### [WORKING DATA]

Segment Open

impl Device {
    fn read(&mut self, out: &mut [u8]) -> Result<usize, StreamError> {
        match self {
            Device::Fd { fd, .. } => loop {
                match nix::unistd::read(*fd, out) {
                    Ok(n) => return Ok(n),
                    Err(nix::Error::EINTR) => continue,
                    Err(e) => return Err(e.into()),
                }
            },
            Device::Mem { buf, pos } => {
                let avail = buf.len().saturating_sub(*pos);
                let n = avail.min(out.len());
                out[..n].copy_from_slice(&buf[*pos..*pos + n]);
                *pos += n;
                Ok(n)
            }
            Device::Tls(s) => loop {
                match s.read(out) {
                    Ok(n) => return Ok(n),
                    Err(e) if e.kind() == io::ErrorKind::Interrupted => continue,
                    Err(e) => return Err(e.into()),
                }
            },
        }
    }

    fn write(&mut self, data: &[u8]) -> Result<usize, StreamError> {
        match self {
            Device::Fd { fd, .. } => loop {
                match nix::unistd::write(*fd, data) {
                    Ok(n) => return Ok(n),
                    Err(nix::Error::EINTR) => continue,
                    Err(e) => return Err(e.into()),
                }
            },
            Device::Mem { buf, pos } => {
                let n = data.len();
                let end = *pos + n;
                if end > buf.len() {
                    buf.resize(end, 0);
                }
                buf[*pos..end].copy_from_slice(data);
                *pos = end;
                Ok(n)
            }
            Device::Tls(s) => loop {
                match s.write(data) {
                    Ok(n) => return Ok(n),
                    Err(e) if e.kind() == io::ErrorKind::Interrupted => continue,
                    Err(e) => return Err(e.into()),
                }
            },
        }
    }

    fn close(&mut self) -> Result<(), StreamError> {
        match self {
            Device::Fd { fd, owned } => {
                if *owned {
                    nix::unistd::close(*fd)?;
                }
                Ok(())
            }
            Device::Mem { .. } => Ok(()),
            Device::Tls(s) => Ok(s.shutdown()?),
        }
    }

    fn seek(&mut self, off: usize) -> Result<usize, StreamError> {
        match self {
            Device::Fd { fd, .. } => {
                let n = nix::unistd::lseek(*fd, off as i64, nix::unistd::Whence::SeekSet)?;
                Ok(n as usize)
            }
            Device::Mem { pos, .. } => {
                *pos = off;
                Ok(off)
            }
            Device::Tls(_) => Err(StreamError::Unsupported("seek")),
        }
    }

    fn tell(&self) -> Result<usize, StreamError> {
        match self {
            Device::Fd { fd, .. } => {
                let n = nix::unistd::lseek(*fd, 0, nix::unistd::Whence::SeekCur)?;
                Ok(n as usize)
            }
            Device::Mem { pos, .. } => Ok(*pos),
            Device::Tls(_) => Err(StreamError::Unsupported("tell")),
        }
    }
}

struct Inner {
    dev: Device,
    name: String,
    secure: bool,
    closed: bool,
    eof: bool,
    wrote: bool,
    rtot: u64,
    chain: Chain,
    // transformed bytes ready for the consumer
    rbuf: Box<[u8; RD_BUFSZ]>,
    roff: usize,
    rcount: usize,
    // raw device bytes not yet through the chain
    ubuf: Box<[u8; RD_BUFSZ]>,
    uoff: usize,
    ucount: usize,
    // transformed output waiting for the device
    wbuf: Box<[u8; WR_BUFSZ]>,
    wcount: usize,
}

/// A shared handle to one buffered stream.
#[derive(Clone)]
pub struct Stream {
    inner: Rc<RefCell<Inner>>,
}

impl std::fmt::Debug for Stream {
    fn fmt(&self, f: &mut std::fmt::Formatter<'_>) -> std::fmt::Result {
        f.debug_struct("Stream").finish_non_exhaustive()
    }
}

impl Stream {
    fn from_device(dev: Device, secure: bool) -> Stream {
        Stream {
            inner: Rc::new(RefCell::new(Inner {
                dev,
                name: String::new(),
                secure,
                closed: false,
                eof: false,
                wrote: false,
                rtot: 0,
                chain: Chain::new(),
                rbuf: Box::new([0u8; RD_BUFSZ]),
                roff: 0,
                rcount: 0,
                ubuf: Box::new([0u8; RD_BUFSZ]),
                uoff: 0,
                ucount: 0,
                wbuf: Box::new([0u8; WR_BUFSZ]),
                wcount: 0,
            })),
        }
    }

    /// Wrap a file descriptor. When `owned` the fd is closed with the
    /// last handle.
    pub fn from_fd(fd: RawFd, owned: bool) -> Stream {
        Stream::from_device(Device::Fd { fd, owned }, false)
    }

    /// A readable in-memory stream over existing bytes.
    pub fn from_vec(buf: Vec<u8>) -> Stream {
        Stream::from_device(Device::Mem { buf, pos: 0 }, false)
    }

    /// An empty, growable in-memory stream.
    pub fn mem() -> Stream {
        Stream::from_device(Device::Mem { buf: Vec::new(), pos: 0 }, false)
    }

    /// Wrap an established TLS session; the stream reports itself secure.
    pub fn from_tls(sess: Box<dyn TlsSession>) -> Stream {
        Stream::from_device(Device::Tls(sess), true)
    }

    /// Another handle on the same stream.
    pub fn dup(&self) -> Stream {
        Stream { inner: Rc::clone(&self.inner) }
    }

    /// True when both handles lead to the same stream.
    pub fn same_as(&self, other: &Stream) -> bool {
        Rc::ptr_eq(&self.inner, &other.inner)
    }

    pub fn set_name(&self, name: &str) {
        self.inner.borrow_mut().name = name.to_owned();
    }

    pub fn name(&self) -> String {
        self.inner.borrow().name.clone()
    }

    pub fn is_secure(&self) -> bool {
        self.inner.borrow().secure
    }

    /// Total bytes handed to readers so far; the request parser uses it
    /// to bound body reads.
    pub fn total_read(&self) -> u64 {
        self.inner.borrow().rtot
    }

    /// The raw fd, when the device has one (timeout alarms need it).
    pub fn raw_fd(&self) -> Option<RawFd> {
        match self.inner.borrow().dev {
            Device::Fd { fd, .. } => Some(fd),
            _ => None,
        }
    }

    pub fn codec_add_head(&self, codec: Box<dyn Codec>) {
        self.inner.borrow_mut().chain.add_head(codec);
    }

    pub fn codec_add_tail(&self, codec: Box<dyn Codec>) {
        self.inner.borrow_mut().chain.add_tail(codec);
    }

    pub fn has_codecs(&self) -> bool {
        !self.inner.borrow().chain.is_empty()
    }

    /// Flush the chain (when this stream has been written through it)
    /// and drop every codec. The only way to be sure gzip or cipher
    /// tails reach the device.
    pub fn codecs_remove(&self) -> Result<(), StreamError> {
        let mut inner = self.inner.borrow_mut();
        inner.codecs_remove()
    }

    pub fn read(&self, buf: &mut [u8]) -> Result<usize, StreamError> {
        self.inner.borrow_mut().read(buf)
    }

    pub fn write(&self, buf: &[u8]) -> Result<(), StreamError> {
        self.inner.borrow_mut().write_all(buf)
    }

    pub fn flush(&self) -> Result<(), StreamError> {
        self.inner.borrow_mut().flush()
    }

    pub fn getc(&self) -> Result<Option<u8>, StreamError> {
        let mut b = [0u8; 1];
        Ok(match self.read(&mut b)? {
            0 => None,
            _ => Some(b[0]),
        })
    }

    pub fn putc(&self, c: u8) -> Result<(), StreamError> {
        self.write(&[c])
    }

    /// Read until `stop` (inclusive) or until `max` bytes. An empty
    /// result means EOF; a result not ending in `stop` means the cap was
    /// hit (partial line).
    pub fn get_until(&self, stop: u8, max: usize) -> Result<Vec<u8>, StreamError> {
        let mut out = Vec::new();
        let mut inner = self.inner.borrow_mut();
        while out.len() < max {
            match inner.read_byte()? {
                None => break,
                Some(b) => {
                    out.push(b);
                    if b == stop {
                        break;
                    }
                }
            }
        }
        Ok(out)
    }

    /// One `\n`-terminated line, lossily decoded.
    pub fn gets(&self, max: usize) -> Result<Option<String>, StreamError> {
        let raw = self.get_until(b'\n', max)?;
        if raw.is_empty() {
            return Ok(None);
        }
        Ok(Some(String::from_utf8_lossy(&raw).into_owned()))
    }

    pub fn seek(&self, off: usize) -> Result<usize, StreamError> {
        let mut inner = self.inner.borrow_mut();
        inner.flush()?;
        inner.rcount = 0;
        inner.roff = 0;
        inner.dev.seek(off)
    }

    pub fn tell(&self) -> Result<usize, StreamError> {
        let mut inner = self.inner.borrow_mut();
        inner.flush()?;
        inner.dev.tell()
    }

    /// Close the device now. Safe to call more than once; also invoked
    /// asynchronously by the request timeout alarms.
    pub fn close(&self) -> Result<(), StreamError> {
        self.inner.borrow_mut().close()
    }

    /// Copy everything from `src` until EOF; returns the byte count.
    pub fn pipe(&self, src: &Stream) -> Result<u64, StreamError> {
        let mut buf = [0u8; 4096];
        let mut total = 0u64;
        loop {
            let n = src.read(&mut buf)?;
            if n == 0 {
                break;
            }
            self.write(&buf[..n])?;
            total += n as u64;
        }
        Ok(total)
    }

    /// Copy up to `size` bytes from `src`; may stop early at EOF.
    pub fn copy(&self, src: &Stream, size: u64) -> Result<u64, StreamError> {
        let mut buf = [0u8; 4096];
        let mut rem = size;
        while rem > 0 {
            let want = (rem as usize).min(buf.len());
            let n = src.read(&mut buf[..want])?;
            if n == 0 {
                break;
            }
            self.write(&buf[..n])?;
            rem -= n as u64;
        }
        Ok(size - rem)
    }

    /// The accumulated bytes of a memory stream.
    pub fn mem_contents(&self) -> Option<Vec<u8>> {
        let inner = self.inner.borrow();
        match &inner.dev {
            Device::Mem { buf, .. } => Some(buf.clone()),
            _ => None,
        }
    }
}
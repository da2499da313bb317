use thiserror::Error;

use crate::status;

#[derive(Debug, Error)]
pub enum HttpError {
    #[error(transparent)]
    Stream(#[from] ember_io::StreamError),
    #[error(transparent)]
    Codec(#[from] ember_io::CodecError),
    #[error("i/o error: {0}")]
    Io(#[from] std::io::Error),
    #[error(transparent)]
    Config(#[from] ember_core::error::ConfigError),
    #[error(transparent)]
    Encoding(#[from] ember_core::error::EncodingError),
    #[error("request rejected ({status}): {reason}")]
    Request { status: u16, reason: String },
    #[error(transparent)]
    Session(#[from] SessionError),
    #[error("{0}")]
    Other(String),
}

impl HttpError {
    pub fn request(status: u16, reason: impl Into<String>) -> HttpError {
        HttpError::Request {
            status,
            reason: reason.into(),
        }
    }

    /// The HTTP status this error maps to on the wire.
    pub fn status(&self) -> u16 {
        match self {
            HttpError::Request { status, .. } => *status,
            HttpError::Session(_) => status::INTERNAL_SERVER_ERROR,
            _ => status::BAD_REQUEST,
        }
    }
}

#[derive(Debug, Error)]
pub enum SessionError {
    #[error(transparent)]
    Stream(#[from] ember_io::StreamError),
    #[error(transparent)]
    Codec(#[from] ember_io::CodecError),
    #[error("i/o error: {0}")]
    Io(#[from] std::io::Error),
    #[error("session not found")]
    NotFound,
    #[error("authentication failed")]
    BadMac,
    #[error("session data too big for client-side storage ({0} bytes)")]
    TooBig(usize),
    #[error("parent call failed: {0}")]
    Ppc(#[from] ember_core::error::PpcError),
    #[error("{0}")]
    Other(String),
}
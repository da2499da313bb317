//! Request path normalisation.

/// Normalise a decoded URI path: backslashes become slashes, `//` and
/// `/./` collapse, `/../` pops one component and can never climb above
/// the root.
pub fn normalize(path: &str) -> String {
    let mut out: Vec<&str> = Vec::new();
    let cleaned = path.replace('\\', "/");
    for seg in cleaned.split('/') {
        match seg {
            "" | "." => {}
            ".." => {
                out.pop();
            }
            s => out.push(s),
        }
    }
    let mut norm = String::with_capacity(path.len());
    norm.push('/');
    norm.push_str(&out.join("/"));
    // a trailing slash is meaningful (directory request), keep it
    if norm.len() > 1 && (cleaned.ends_with('/') || cleaned.ends_with("/.") || cleaned.ends_with("/..")) {
        norm.push('/');
    }
    norm
}

/// Join two path fragments with exactly one slash, then normalise.
pub fn join(a: &str, b: &str) -> String {
    normalize(&format!("{}/{}", a.trim_end_matches('/'), b))
}

#[cfg(test)]
mod tests {
    use super::*;

    #[test]
    fn test_collapses_dots_and_slashes() {
        assert_eq!(normalize("/a//b/./c"), "/a/b/c");
        assert_eq!(normalize("/a/b/../c"), "/a/c");
        assert_eq!(normalize("a\\b\\c"), "/a/b/c");
    }

    #[test]
    fn test_cannot_escape_root() {
        assert_eq!(normalize("/../../etc/passwd"), "/etc/passwd");
        assert_eq!(normalize("/.."), "/");
        assert_eq!(normalize("/a/../.."), "/");
    }

    #[test]
    fn test_output_has_no_dot_segments() {
        for p in ["/a/./b/../c//d/", "/../x/./../y", "//.//"] {
            let n = normalize(p);
            assert!(!n.contains("//"), "{n}");
            assert!(!n.contains("/./"), "{n}");
            assert!(!n.contains("/../"), "{n}");
            assert!(n.starts_with('/'));
        }
    }

    #[test]
    fn test_trailing_slash_preserved() {
        assert_eq!(normalize("/docs/"), "/docs/");
        assert_eq!(normalize("/"), "/");
    }

    #[test]
    fn test_join() {
        assert_eq!(join("/www", "index.html"), "/www/index.html");
        assert_eq!(join("/www/", "/sub/page"), "/www/sub/page");
    }
}
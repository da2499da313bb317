pub mod access;
pub mod broker;
pub mod dynpage;
pub mod embfs;
pub mod error;
pub mod header;
pub mod http;
pub mod request;
pub mod response;
pub mod rsfilter;
pub mod session;
pub mod status;
pub mod sup_cgi;
pub mod sup_dyn;
pub mod sup_emb;
pub mod uri;
pub mod vhost;

pub use broker::{Broker, SupMatch, Supplier};
pub use dynpage::{DynRoutes, PageCtx, PageFn};
pub use embfs::{EmbFile, EmbFs, EmbPage, EmbRes};
pub use error::{HttpError, SessionError};
pub use http::{HttpEngine, TlsProvider, WorkerCtx};
pub use request::{Method, Request, Upload};
pub use response::Response;
pub use session::{Session, SessionOpts, SessionRef};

Segment Closed

What lines of the listing contain the word "ubuf"? Copy them all.

### [REPLY]
    ubuf: Box<[u8; RD_BUFSZ]>,
                ubuf: Box::new([0u8; RD_BUFSZ]),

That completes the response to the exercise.